[Information shown Boundary: Start]
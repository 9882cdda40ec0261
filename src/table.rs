//! Stateful driver that a presentation layer talks to.
//!
//! The table owns the current [`Session`], the human's [`Selection`] and at
//! most one pending opponent activation. Opponent turns are two-step: the
//! presentation layer calls [`Table::schedule_opponent`], waits however long it
//! likes, then hands the ticket back to [`Table::resolve`]. Tickets are keyed by
//! game generation and turn, so one issued before a new game or another
//! transition is discarded instead of applied.

use rand::rngs::StdRng;
use rand::{Rng, SeedableRng};
use tracing::{debug, info};

use crate::action::{Action, Seat};
use crate::card::{Card, Color};
use crate::error::{GameError, InvalidAction};
use crate::game::{Session, SessionBuilder, SessionConfig};
use crate::selection::Selection;
use crate::state::TurnPhase;

/// Ticket for one scheduled opponent turn.
#[derive(Clone, Copy, Debug, PartialEq, Eq)]
pub struct Activation {
    pub generation: u64,
    pub turn: u64,
    pub seat: Seat,
}

pub struct Table {
    session: Session,
    selection: Selection,
    pending: Option<Activation>,
    seeds: StdRng,
}

impl Table {
    /// Deals the first game. Every later game draws its seed from `seed`'s stream.
    pub fn new(seed: u64) -> Result<Self, GameError> {
        let mut seeds = StdRng::seed_from_u64(seed);
        let session = Session::new(SessionConfig {
            seed: seeds.r#gen(),
            generation: 0,
        })?;
        let mut selection = Selection::new();
        selection.reset(&session);
        Ok(Self {
            session,
            selection,
            pending: None,
            seeds,
        })
    }

    /// Starts over with an existing session, e.g. one built from a fixed deck.
    pub fn with_session(session: Session, seed: u64) -> Self {
        let mut selection = Selection::new();
        selection.reset(&session);
        Self {
            session,
            selection,
            pending: None,
            seeds: StdRng::seed_from_u64(seed),
        }
    }

    pub fn session(&self) -> &Session {
        &self.session
    }

    pub fn selection(&self) -> &Selection {
        &self.selection
    }

    pub fn pending_activation(&self) -> Option<Activation> {
        self.pending
    }

    /// Replaces the session with a freshly dealt one and drops any pending activation.
    pub fn new_game(&mut self) -> Result<(), GameError> {
        let generation = self.session.generation() + 1;
        let session = SessionBuilder::new()
            .with_seed(self.seeds.r#gen())
            .with_generation(generation)
            .build()?;
        if let Some(stale) = self.pending.take() {
            debug!(?stale, "discarding opponent activation from previous game");
        }
        info!(generation, "started new game");
        self.commit(session);
        Ok(())
    }

    /// Adds or removes a hand card. Changing the selection abandons a wild play
    /// that was waiting for its color.
    pub fn toggle_selection(&mut self, index: usize) -> Result<bool, GameError> {
        self.ensure_human_can_act()?;
        let toggled = self.selection.toggle(&self.session, index);
        if toggled {
            self.drop_color_choice();
        }
        Ok(toggled)
    }

    pub fn clear_selection(&mut self) {
        self.selection.clear();
        self.drop_color_choice();
    }

    /// Plays the current selection. A wild stack without `color` leaves the
    /// selection in place and raises the session's pending-color flag; any other
    /// rejection clears the selection.
    pub fn play_selected(&mut self, color: Option<Color>) -> Result<(), GameError> {
        self.ensure_human_can_act()?;
        let indices = self.selection.indices_for(&self.session).to_vec();
        if indices.is_empty() {
            return Err(InvalidAction::EmptySelection.into());
        }
        match self.session.try_play_selection(&indices, color) {
            Ok(next) => {
                self.commit(next);
                Ok(())
            }
            Err(GameError::ColorChoiceRequired) => {
                self.session = self.session.with_color_choice(true);
                Err(GameError::ColorChoiceRequired)
            }
            Err(err) => {
                debug!(error = %err, ?indices, "rejected human play");
                self.clear_selection();
                Err(err)
            }
        }
    }

    /// Completes a wild play that was waiting for its color.
    pub fn choose_color(&mut self, color: Color) -> Result<(), GameError> {
        let leads_with_wild = self
            .selection
            .cards(&self.session)
            .first()
            .is_some_and(Card::is_wild);
        if !self.session.pending_color_choice() || !leads_with_wild {
            return Err(GameError::NoColorChoicePending);
        }
        self.play_selected(Some(color))
    }

    /// Replays a whole seat-0 action through the selection, as a UI would.
    /// Out-of-range or repeated indices reject the request before anything
    /// is played.
    pub fn submit(&mut self, action: &Action) -> Result<(), GameError> {
        match action {
            Action::Draw => self.draw_one(),
            Action::Play {
                hand_indices,
                chosen_color,
            } => {
                self.ensure_human_can_act()?;
                self.clear_selection();
                for (position, &index) in hand_indices.iter().enumerate() {
                    let rejection = if hand_indices[..position].contains(&index) {
                        Some(InvalidAction::DuplicateIndex(index))
                    } else if !self.toggle_selection(index)? {
                        Some(InvalidAction::HandIndex(index))
                    } else {
                        None
                    };
                    if let Some(rejection) = rejection {
                        debug!(?hand_indices, "rejected submitted play");
                        self.clear_selection();
                        return Err(rejection.into());
                    }
                }
                self.play_selected(*chosen_color)
            }
        }
    }

    pub fn draw_one(&mut self) -> Result<(), GameError> {
        self.ensure_human_can_act()?;
        let next = self.session.try_draw_one()?;
        self.commit(next);
        Ok(())
    }

    /// Issues a ticket for the current opponent seat, or returns the one
    /// already outstanding. `None` when it is the human's turn or the game is over.
    pub fn schedule_opponent(&mut self) -> Option<Activation> {
        if self.pending.is_some() {
            return self.pending;
        }
        if self.session.phase() != TurnPhase::AwaitingOpponentAction {
            return None;
        }
        let activation = Activation {
            generation: self.session.generation(),
            turn: self.session.turn(),
            seat: self.session.current_seat(),
        };
        self.pending = Some(activation);
        Some(activation)
    }

    /// Runs a previously scheduled opponent turn if its ticket is still valid.
    pub fn resolve(&mut self, activation: Activation) -> Result<(), GameError> {
        let fresh = self.pending == Some(activation)
            && activation.generation == self.session.generation()
            && activation.turn == self.session.turn();
        if !fresh {
            debug!(?activation, "ignoring stale opponent activation");
            return Err(GameError::StaleActivation);
        }
        self.pending = None;
        let next = self.session.try_advance_one_opponent()?;
        self.commit(next);
        Ok(())
    }

    fn ensure_human_can_act(&self) -> Result<(), GameError> {
        if self.pending.is_some() {
            return Err(GameError::ActivationPending);
        }
        match self.session.phase() {
            TurnPhase::AwaitingHumanAction => Ok(()),
            TurnPhase::AwaitingOpponentAction => Err(GameError::NotSeatsTurn),
            TurnPhase::GameOver => Err(GameError::GameOver),
        }
    }

    fn drop_color_choice(&mut self) {
        if self.session.pending_color_choice() {
            self.session = self.session.with_color_choice(false);
        }
    }

    fn commit(&mut self, session: Session) {
        self.session = session;
        self.selection.reset(&self.session);
    }
}
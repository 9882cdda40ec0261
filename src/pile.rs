use rand::Rng;
use rand::seq::SliceRandom;
use tracing::{debug, trace};

use crate::card::Card;

/// Result of drawing from the draw pile.
#[derive(Clone, Debug, PartialEq, Eq)]
pub struct Drawn {
    /// Cards in draw order; may be shorter than requested when both piles ran dry.
    pub cards: Vec<Card>,
    pub draw_pile: Vec<Card>,
    /// True when everything under the discard top was shuffled into the draw pile.
    /// The caller must then shrink the discard pile to its top card.
    pub recycled: bool,
}

/// Draws up to `count` cards from the top (end) of `draw_pile`.
///
/// When the draw pile empties and the discard holds more than one card, every
/// discard card except the top is shuffled into a fresh draw pile. The discard
/// is only read here and is recycled at most once per call, so a short result
/// means no more cards exist.
pub fn draw_cards<R: Rng + ?Sized>(
    count: usize,
    mut draw_pile: Vec<Card>,
    discard: &[Card],
    rng: &mut R,
) -> Drawn {
    let mut cards = Vec::with_capacity(count);
    let mut recycled = false;
    for _ in 0..count {
        if draw_pile.is_empty() {
            if recycled || discard.len() <= 1 {
                debug!(requested = count, drawn = cards.len(), "no cards left to draw");
                break;
            }
            draw_pile = discard[..discard.len() - 1].to_vec();
            draw_pile.shuffle(rng);
            recycled = true;
            debug!(cards = draw_pile.len(), "recycled discard pile into draw pile");
        }
        if let Some(card) = draw_pile.pop() {
            trace!(card = ?card, "drew card");
            cards.push(card);
        }
    }
    Drawn {
        cards,
        draw_pile,
        recycled,
    }
}
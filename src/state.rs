use serde::{Deserialize, Serialize};

use crate::action::Seat;
use crate::card::{Card, Color};
use crate::turn::Direction;

/// Public portion of a seat's state that every other seat may observe.
#[derive(Clone, Debug, Serialize, Deserialize, PartialEq, Eq)]
pub struct SeatPublicState {
    pub seat: Seat,
    pub hand_size: usize,
    pub is_current: bool,
    pub has_won: bool,
}

/// Status of the entire game.
#[derive(Clone, Copy, Debug, Serialize, Deserialize, PartialEq, Eq)]
pub enum GameStatus {
    Ongoing,
    Finished { winner: Seat },
}

/// Who the session is waiting on.
#[derive(Clone, Copy, Debug, Serialize, Deserialize, PartialEq, Eq)]
pub enum TurnPhase {
    AwaitingHumanAction,
    AwaitingOpponentAction,
    GameOver,
}

/// Read-only projection of a session from one seat's perspective.
#[derive(Clone, Debug, Serialize, Deserialize, PartialEq, Eq)]
pub struct SessionView {
    pub generation: u64,
    pub turn: u64,
    pub phase: TurnPhase,
    pub status: GameStatus,
    pub self_seat: Seat,
    pub current_seat: Seat,
    pub direction: Direction,
    pub active_color: Color,
    pub pending_color_choice: bool,
    pub draw_pile_count: usize,
    /// Discard pile bottom to top.
    pub discard: Vec<Card>,
    pub seats: Vec<SeatPublicState>,
    pub hand: Vec<Card>,
}

impl SessionView {
    pub fn top_card(&self) -> Option<&Card> {
        self.discard.last()
    }

    /// The last `count` discard cards, bottom to top.
    pub fn discard_top(&self, count: usize) -> &[Card] {
        let start = self.discard.len().saturating_sub(count);
        &self.discard[start..]
    }

    pub fn is_my_turn(&self) -> bool {
        self.status == GameStatus::Ongoing && self.current_seat == self.self_seat
    }
}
[Information shown Boundary: End]
A complete answer gives every line of the records holding "Option".

◆ **Task output**
    pending: Option<Activation>,
    pub fn pending_activation(&self) -> Option<Activation> {
    pub fn play_selected(&mut self, color: Option<Color>) -> Result<(), GameError> {
    pub fn schedule_opponent(&mut self) -> Option<Activation> {
    pub fn top_card(&self) -> Option<&Card> {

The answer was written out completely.